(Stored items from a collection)
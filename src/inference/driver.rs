//! Inference driver: one model call per assembled sample.

use std::path::{Path, PathBuf};

use anyhow::{Result, bail};
use tracing::{info, warn};

use super::model::{StereoModel, View};
use super::output::InferenceArtifact;
use super::pairs::SceneGraph;
use crate::dataset::{LoadedSample, SampleRecord};

/// Outcome of a full run.
#[derive(Debug, Default, Clone, PartialEq)]
pub struct RunSummary {
    pub processed: usize,
    pub failed: usize,
    pub written: Vec<PathBuf>,
}

pub struct InferenceDriver<M> {
    model: M,
    scene_graph: SceneGraph,
    output_dir: PathBuf,
}

/// Views in sorted camera order. A single view is duplicated so the model
/// always receives a pair.
pub fn views_for(record: SampleRecord) -> Vec<View> {
    let mut views: Vec<View> = record
        .images
        .into_values()
        .enumerate()
        .map(|(idx, image)| View {
            image,
            idx,
            instance: idx.to_string(),
        })
        .collect();

    if views.len() == 1 {
        let mut copy = views[0].clone();
        copy.idx = 1;
        views.push(copy);
    }
    views
}

impl<M: StereoModel> InferenceDriver<M> {
    pub fn new<P: AsRef<Path>>(model: M, scene_graph: SceneGraph, output_dir: P) -> Self {
        Self {
            model,
            scene_graph,
            output_dir: output_dir.as_ref().to_path_buf(),
        }
    }

    pub fn output_dir(&self) -> &Path {
        &self.output_dir
    }

    pub fn model(&self) -> &M {
        &self.model
    }

    /// Runs the model on one sample and writes its artifact.
    pub fn process(&mut self, record: SampleRecord) -> Result<PathBuf> {
        let sequence = record.sequence.clone();
        let frame = record.frame;
        let camera_names = record.camera_names();
        let affine_matrices = record
            .ordered_transforms()
            .iter()
            .map(|t| t.to_rows())
            .collect();

        let views = views_for(record);
        if views.is_empty() {
            bail!("{} frame {} has no views", sequence, frame);
        }
        let pairs = self.scene_graph.make_pairs(views.len())?;
        info!(
            "Running inference on {} frame {} with {} images, scene graph {}, {} pairs",
            sequence,
            frame,
            views.len(),
            self.scene_graph,
            pairs.len()
        );
        let output = self.model.infer(&views, &pairs)?;

        let artifact = InferenceArtifact {
            affine_matrices,
            output,
            img_names: (sequence, frame, camera_names),
        };
        let path = artifact.write(&self.output_dir)?;
        info!("Saved output to {}", path.display());
        Ok(path)
    }

    /// Processes samples in order. Failed samples are logged and skipped.
    pub fn run<I>(&mut self, samples: I) -> RunSummary
    where
        I: IntoIterator<Item = LoadedSample>,
    {
        let samples = samples.into_iter();
        let total = samples.size_hint().0;
        let mut summary = RunSummary::default();

        for (n, sample) in samples.enumerate() {
            let outcome = sample.result.and_then(|record| self.process(record));
            match outcome {
                Ok(path) => {
                    summary.processed += 1;
                    summary.written.push(path);
                }
                Err(e) => {
                    summary.failed += 1;
                    warn!("Skipping {} frame {}: {:#}", sample.sequence, sample.frame, e);
                }
            }
            if (n + 1) % 10 == 0 {
                info!("Progress: {}/{} samples", n + 1, total);
            }
        }

        info!(
            "Finished: {} samples written, {} failed, outputs in {}",
            summary.processed,
            summary.failed,
            self.output_dir.display()
        );
        summary
    }
}

#[cfg(test)]
mod tests {
    use super::*;
    use crate::geometry::AffineTransform;
    use crate::inference::model::{ModelOutput, RawTensor};
    use crate::io::WorkingImage;
    use ndarray::Array3;
    use std::collections::BTreeMap;
    use tempfile::tempdir;

    /// Records calls and returns a constant confidence map per pair.
    #[derive(Default)]
    struct FakeModel {
        calls: Vec<(Vec<usize>, Vec<(usize, usize)>)>,
        fail_on_call: Option<usize>,
    }

    impl StereoModel for FakeModel {
        fn infer(&mut self, views: &[View], pairs: &[(usize, usize)]) -> Result<ModelOutput> {
            self.calls
                .push((views.iter().map(|v| v.idx).collect(), pairs.to_vec()));
            if self.fail_on_call == Some(self.calls.len()) {
                bail!("model failure");
            }
            let mut output = ModelOutput::default();
            for &(a, b) in pairs {
                let conf = |v: f32| {
                    BTreeMap::from([("conf".to_string(), RawTensor::new(vec![1, 1], vec![v]).unwrap())])
                };
                output
                    .push_pair(&views[a], &views[b], conf(a as f32), conf(b as f32))
                    .unwrap();
            }
            Ok(output)
        }
    }

    fn record(frame: usize, cameras: &[&str]) -> SampleRecord {
        let image = WorkingImage {
            tensor: Array3::zeros((3, 2, 2)),
            true_shape: [2, 2],
            original_size: (4, 4),
        };
        SampleRecord {
            sequence: "seq01".to_string(),
            frame,
            images: cameras.iter().map(|c| (c.to_string(), image.clone())).collect(),
            affine_transforms: cameras
                .iter()
                .map(|c| (c.to_string(), AffineTransform::crop_to_original(1920, 1080, 512, false)))
                .collect(),
            annotations_2d: BTreeMap::new(),
            world: BTreeMap::new(),
        }
    }

    fn loaded(index: usize, result: Result<SampleRecord>) -> LoadedSample {
        LoadedSample {
            index,
            sequence: "seq01".to_string(),
            frame: index * 10,
            result,
        }
    }

    #[test]
    fn test_single_view_is_duplicated() {
        let views = views_for(record(0, &["cam01"]));
        assert_eq!(views.len(), 2);
        assert_eq!(views[1].idx, 1);
        assert_eq!(views[0].image.tensor, views[1].image.tensor);
    }

    #[test]
    fn test_one_model_call_per_sample() {
        let out = tempdir().unwrap();
        let mut driver = InferenceDriver::new(FakeModel::default(), SceneGraph::Complete, out.path());

        let path = driver.process(record(10, &["cam02", "cam01", "cam03"])).unwrap();
        assert!(path.ends_with("seq01_10.pkl"));
        assert!(path.exists());

        let calls = &driver.model().calls;
        assert_eq!(calls.len(), 1);
        assert_eq!(calls[0].0, vec![0, 1, 2]);
        assert_eq!(calls[0].1.len(), 6);
    }

    #[test]
    fn test_single_camera_runs_self_pair() {
        let out = tempdir().unwrap();
        let mut driver = InferenceDriver::new(FakeModel::default(), SceneGraph::Complete, out.path());
        driver.process(record(0, &["cam01"])).unwrap();
        assert_eq!(driver.model().calls[0].1, vec![(1, 0), (0, 1)]);
    }

    #[test]
    fn test_failures_are_skipped_without_output() {
        let out = tempdir().unwrap();
        let model = FakeModel {
            fail_on_call: Some(2),
            ..FakeModel::default()
        };
        let mut driver = InferenceDriver::new(model, SceneGraph::Complete, out.path());

        let samples = vec![
            loaded(0, Ok(record(0, &["cam01", "cam02"]))),
            loaded(1, Err(anyhow::anyhow!("missing image"))),
            loaded(2, Ok(record(20, &["cam01", "cam02"]))),
            loaded(3, Ok(record(30, &["cam01", "cam02"]))),
        ];
        let summary = driver.run(samples);

        assert_eq!(summary.processed, 2);
        assert_eq!(summary.failed, 2);
        assert!(out.path().join("seq01_0.pkl").exists());
        assert!(!out.path().join("seq01_20.pkl").exists());
        assert!(out.path().join("seq01_30.pkl").exists());
        // The load failure never reached the model.
        assert_eq!(driver.model().calls.len(), 3);
    }
}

# [Work to complete]
Beginning with the first line and ending with the last, restate the data word for word.

# [Completed exercise]
filename src/inference/driver.rs
//! Inference driver: one model call per assembled sample.

use std::path::{Path, PathBuf};

use anyhow::{Result, bail};
use tracing::{info, warn};

use super::model::{StereoModel, View};
use super::output::InferenceArtifact;
use super::pairs::SceneGraph;
use crate::dataset::{LoadedSample, SampleRecord};

/// Outcome of a full run.
#[derive(Debug, Default, Clone, PartialEq)]
pub struct RunSummary {
    pub processed: usize,
    pub failed: usize,
    pub written: Vec<PathBuf>,
}

pub struct InferenceDriver<M> {
    model: M,
    scene_graph: SceneGraph,
    output_dir: PathBuf,
}

/// Views in sorted camera order. A single view is duplicated so the model
/// always receives a pair.
pub fn views_for(record: SampleRecord) -> Vec<View> {
    let mut views: Vec<View> = record
        .images
        .into_values()
        .enumerate()
        .map(|(idx, image)| View {
            image,
            idx,
            instance: idx.to_string(),
        })
        .collect();

    if views.len() == 1 {
        let mut copy = views[0].clone();
        copy.idx = 1;
        views.push(copy);
    }
    views
}

impl<M: StereoModel> InferenceDriver<M> {
    pub fn new<P: AsRef<Path>>(model: M, scene_graph: SceneGraph, output_dir: P) -> Self {
        Self {
            model,
            scene_graph,
            output_dir: output_dir.as_ref().to_path_buf(),
        }
    }

    pub fn output_dir(&self) -> &Path {
        &self.output_dir
    }

    pub fn model(&self) -> &M {
        &self.model
    }

    /// Runs the model on one sample and writes its artifact.
    pub fn process(&mut self, record: SampleRecord) -> Result<PathBuf> {
        let sequence = record.sequence.clone();
        let frame = record.frame;
        let camera_names = record.camera_names();
        let affine_matrices = record
            .ordered_transforms()
            .iter()
            .map(|t| t.to_rows())
            .collect();

        let views = views_for(record);
        if views.is_empty() {
            bail!("{} frame {} has no views", sequence, frame);
        }
        let pairs = self.scene_graph.make_pairs(views.len())?;
        info!(
            "Running inference on {} frame {} with {} images, scene graph {}, {} pairs",
            sequence,
            frame,
            views.len(),
            self.scene_graph,
            pairs.len()
        );
        let output = self.model.infer(&views, &pairs)?;

        let artifact = InferenceArtifact {
            affine_matrices,
            output,
            img_names: (sequence, frame, camera_names),
        };
        let path = artifact.write(&self.output_dir)?;
        info!("Saved output to {}", path.display());
        Ok(path)
    }

    /// Processes samples in order. Failed samples are logged and skipped.
    pub fn run<I>(&mut self, samples: I) -> RunSummary
    where
        I: IntoIterator<Item = LoadedSample>,
    {
        let samples = samples.into_iter();
        let total = samples.size_hint().0;
        let mut summary = RunSummary::default();

        for (n, sample) in samples.enumerate() {
            let outcome = sample.result.and_then(|record| self.process(record));
            match outcome {
                Ok(path) => {
                    summary.processed += 1;
                    summary.written.push(path);
                }
                Err(e) => {
                    summary.failed += 1;
                    warn!("Skipping {} frame {}: {:#}", sample.sequence, sample.frame, e);
                }
            }
            if (n + 1) % 10 == 0 {
                info!("Progress: {}/{} samples", n + 1, total);
            }
        }

        info!(
            "Finished: {} samples written, {} failed, outputs in {}",
            summary.processed,
            summary.failed,
            self.output_dir.display()
        );
        summary
    }
}

#[cfg(test)]
mod tests {
    use super::*;
    use crate::geometry::AffineTransform;
    use crate::inference::model::{ModelOutput, RawTensor};
    use crate::io::WorkingImage;
    use ndarray::Array3;
    use std::collections::BTreeMap;
    use tempfile::tempdir;

    /// Records calls and returns a constant confidence map per pair.
    #[derive(Default)]
    struct FakeModel {
        calls: Vec<(Vec<usize>, Vec<(usize, usize)>)>,
        fail_on_call: Option<usize>,
    }

    impl StereoModel for FakeModel {
        fn infer(&mut self, views: &[View], pairs: &[(usize, usize)]) -> Result<ModelOutput> {
            self.calls
                .push((views.iter().map(|v| v.idx).collect(), pairs.to_vec()));
            if self.fail_on_call == Some(self.calls.len()) {
                bail!("model failure");
            }
            let mut output = ModelOutput::default();
            for &(a, b) in pairs {
                let conf = |v: f32| {
                    BTreeMap::from([("conf".to_string(), RawTensor::new(vec![1, 1], vec![v]).unwrap())])
                };
                output
                    .push_pair(&views[a], &views[b], conf(a as f32), conf(b as f32))
                    .unwrap();
            }
            Ok(output)
        }
    }

    fn record(frame: usize, cameras: &[&str]) -> SampleRecord {
        let image = WorkingImage {
            tensor: Array3::zeros((3, 2, 2)),
            true_shape: [2, 2],
            original_size: (4, 4),
        };
        SampleRecord {
            sequence: "seq01".to_string(),
            frame,
            images: cameras.iter().map(|c| (c.to_string(), image.clone())).collect(),
            affine_transforms: cameras
                .iter()
                .map(|c| (c.to_string(), AffineTransform::crop_to_original(1920, 1080, 512, false)))
                .collect(),
            annotations_2d: BTreeMap::new(),
            world: BTreeMap::new(),
        }
    }

    fn loaded(index: usize, result: Result<SampleRecord>) -> LoadedSample {
        LoadedSample {
            index,
            sequence: "seq01".to_string(),
            frame: index * 10,
            result,
        }
    }

    #[test]
    fn test_single_view_is_duplicated() {
        let views = views_for(record(0, &["cam01"]));
        assert_eq!(views.len(), 2);
        assert_eq!(views[1].idx, 1);
        assert_eq!(views[0].image.tensor, views[1].image.tensor);
    }

    #[test]
    fn test_one_model_call_per_sample() {
        let out = tempdir().unwrap();
        let mut driver = InferenceDriver::new(FakeModel::default(), SceneGraph::Complete, out.path());

        let path = driver.process(record(10, &["cam02", "cam01", "cam03"])).unwrap();
        assert!(path.ends_with("seq01_10.pkl"));
        assert!(path.exists());

        let calls = &driver.model().calls;
        assert_eq!(calls.len(), 1);
        assert_eq!(calls[0].0, vec![0, 1, 2]);
        assert_eq!(calls[0].1.len(), 6);
    }

    #[test]
    fn test_single_camera_runs_self_pair() {
        let out = tempdir().unwrap();
        let mut driver = InferenceDriver::new(FakeModel::default(), SceneGraph::Complete, out.path());
        driver.process(record(0, &["cam01"])).unwrap();
        assert_eq!(driver.model().calls[0].1, vec![(1, 0), (0, 1)]);
    }

    #[test]
    fn test_failures_are_skipped_without_output() {
        let out = tempdir().unwrap();
        let model = FakeModel {
            fail_on_call: Some(2),
            ..FakeModel::default()
        };
        let mut driver = InferenceDriver::new(model, SceneGraph::Complete, out.path());

        let samples = vec![
            loaded(0, Ok(record(0, &["cam01", "cam02"]))),
            loaded(1, Err(anyhow::anyhow!("missing image"))),
            loaded(2, Ok(record(20, &["cam01", "cam02"]))),
            loaded(3, Ok(record(30, &["cam01", "cam02"]))),
        ];
        let summary = driver.run(samples);

        assert_eq!(summary.processed, 2);
        assert_eq!(summary.failed, 2);
        assert!(out.path().join("seq01_0.pkl").exists());
        assert!(!out.path().join("seq01_20.pkl").exists());
        assert!(out.path().join("seq01_30.pkl").exists());
        // The load failure never reached the model.
        assert_eq!(driver.model().calls.len(), 3);
    }
}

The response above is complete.